There's an economic reason for this: the constraints that make a factory "self-replicating" mostly make things more difficult/expensive; they're only beneficial when operating in a human-hostile area disconnected from existing supply chains, so it's always been better to use open-loop factories + human labor to make products quicker, cheaper, and of higher quality than a self-replicator would. Space industrialization is where self-replicators will be exceptionally useful.

These are the key functions of a truly closed-loop self-replicating factory:

1. collect energy

2. use energy to collect matter.

3. use energy and matter to create parts.

4. use energy to assemble parts.

For example, consider a water-powered saw mill, made of wood with some metal "vitamins":

1. Wooden water wheels collect energy from flowing rivers.

2. Humans use wood/metal saws to cut trees, and wooden rollers/sleds and transport them to the mill.

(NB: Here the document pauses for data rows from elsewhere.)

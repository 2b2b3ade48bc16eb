//! Error types for the search pipeline.

use thiserror::Error;

/// Errors raised by the directory service, the snapshot service, or the
/// search workers that call them.
#[derive(Error, Debug, Clone, PartialEq)]
pub enum SearchError {
    /// A directory or snapshot call failed outright
    #[error("service unavailable: {0}")]
    ServiceUnavailable(String),

    /// No repository is registered under the URI
    #[error("repository not found: {0}")]
    RepositoryNotFound(String),

    /// The revision could not be resolved to a commit
    #[error("could not resolve revision {revision:?} in {repository}: {reason}")]
    CommitNotResolved {
        repository: String,
        revision: String,
        reason: String,
    },

    /// The requested tree path does not exist at the commit
    #[error("path {path:?} not found in {repository}")]
    PathNotFound { repository: String, path: String },

    /// The search was cancelled or hit its deadline
    #[error("search cancelled")]
    Cancelled,

    /// A worker task panicked or was aborted
    #[error("search task failed: {0}")]
    TaskFailed(String),
}

impl From<tokio::task::JoinError> for SearchError {
    fn from(e: tokio::task::JoinError) -> Self {
        if e.is_cancelled() {
            SearchError::Cancelled
        } else {
            SearchError::TaskFailed(e.to_string())
        }
    }
}

impl From<git2::Error> for SearchError {
    fn from(e: git2::Error) -> Self {
        SearchError::ServiceUnavailable(e.message().to_string())
    }
}

#[cfg(test)]
mod tests {
    use super::*;

    #[test]
    fn test_commit_not_resolved_message_names_repository() {
        let err = SearchError::CommitNotResolved {
            repository: "github.com/acme/widgets".to_string(),
            revision: String::new(),
            reason: "reference 'refs/heads/main' not found".to_string(),
        };
        let msg = err.to_string();
        assert!(msg.contains("github.com/acme/widgets"));
        assert!(msg.contains("\"\""));
    }
}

3. The mill's saws, drills, and lathes turn the tree trunks into useful wooden parts.

4. Humans move wood parts from station to station in the mill and can assemble another mill from the boards, dowels, and a few metal saw blade/drill bit "vitamins."

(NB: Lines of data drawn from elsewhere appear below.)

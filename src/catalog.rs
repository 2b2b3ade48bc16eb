use async_trait::async_trait;
use parking_lot::{Mutex, RwLock};
use std::path::{Path, PathBuf};
use uuid::Uuid;

use crate::error::SearchError;
use crate::models::{Repo, RepoStatus};
use crate::services::{RepoDirectory, RepoListOptions};

/// Persistent list of tracked repositories.
pub struct RepoCatalog {
    repos: RwLock<Vec<Repo>>,
    db_path: PathBuf,
    /// Held for a whole snapshot-write-rename so renames land in order
    persist_lock: Mutex<()>,
}

impl RepoCatalog {
    /// Load the catalog from `db_path`, starting empty if the file is missing.
    pub fn open(db_path: &Path) -> anyhow::Result<Self> {
        let repos = if db_path.exists() {
            let data = std::fs::read_to_string(db_path)?;
            serde_json::from_str(&data).unwrap_or_else(|e| {
                tracing::warn!("Ignoring unreadable catalog {}: {e}", db_path.display());
                Vec::new()
            })
        } else {
            Vec::new()
        };

        Ok(Self {
            repos: RwLock::new(repos),
            db_path: db_path.to_path_buf(),
            persist_lock: Mutex::new(()),
        })
    }

    pub fn len(&self) -> usize {
        self.repos.read().len()
    }

    pub fn is_empty(&self) -> bool {
        self.repos.read().is_empty()
    }

    pub fn get(&self, id: Uuid) -> Option<Repo> {
        self.repos.read().iter().find(|r| r.id == id).cloned()
    }

    pub fn contains_url(&self, url: &str) -> bool {
        self.repos.read().iter().any(|r| r.url == url)
    }

    pub fn insert(&self, repo: Repo) {
        self.repos.write().push(repo);
        self.persist();
    }

    /// Remove a repo, returning it if it was present.
    pub fn remove(&self, id: Uuid) -> Option<Repo> {
        let removed = {
            let mut repos = self.repos.write();
            let idx = repos.iter().position(|r| r.id == id)?;
            repos.remove(idx)
        };
        self.persist();
        Some(removed)
    }

    /// Apply `f` to the repo with `id` and persist. Returns the updated record.
    pub fn update(&self, id: Uuid, f: impl FnOnce(&mut Repo)) -> Option<Repo> {
        let updated = {
            let mut repos = self.repos.write();
            let repo = repos.iter_mut().find(|r| r.id == id)?;
            f(repo);
            repo.clone()
        };
        self.persist();
        Some(updated)
    }

    pub fn set_status(&self, id: Uuid, status: RepoStatus) {
        self.update(id, |r| r.status = status);
    }

    /// Persist the catalog to disk (atomic write via temp file + rename).
    pub fn persist(&self) {
        let _guard = self.persist_lock.lock();
        let data = serde_json::to_string_pretty(&*self.repos.read());
        match data {
            Ok(data) => {
                let tmp_path = self.db_path.with_extension("json.tmp");
                if let Err(e) = std::fs::write(&tmp_path, &data)
                    .and_then(|_| std::fs::rename(&tmp_path, &self.db_path))
                {
                    tracing::warn!("Failed to persist catalog: {e}");
                }
            }
            Err(e) => tracing::warn!("Failed to serialize catalog: {e}"),
        }
    }
}

#[async_trait]
impl RepoDirectory for RepoCatalog {
    async fn list(&self, opts: &RepoListOptions) -> Result<Vec<Repo>, SearchError> {
        let needle = opts.query.to_lowercase();
        let repos = self.repos.read();
        Ok(repos
            .iter()
            .filter(|r| r.uri.to_lowercase().contains(&needle))
            .take(opts.per_page)
            .cloned()
            .collect())
    }

    async fn get_by_uri(&self, uri: &str) -> Result<Repo, SearchError> {
        self.repos
            .read()
            .iter()
            .find(|r| r.uri == uri)
            .cloned()
            .ok_or_else(|| SearchError::RepositoryNotFound(uri.to_string()))
    }
}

Could you replace the humans with logging robots, and use robot arms to move things inside the mill? Sure, but humans are so much better suited for these tasks, and now your humble saw mill has to be able to create, power, and control these robots in order to be closed-loop.

*Yes clever HN, you can get all pedantic about biological self-replicators, self-assemblers, and nano-bots, but you're just muddying the waters. We haven't ever managed a von Neumann-style "clanking automaton" self-replicator.

P.S. don't worry about rampancy—there are physical limits that make sci-fi's Grey Goo floods impossible.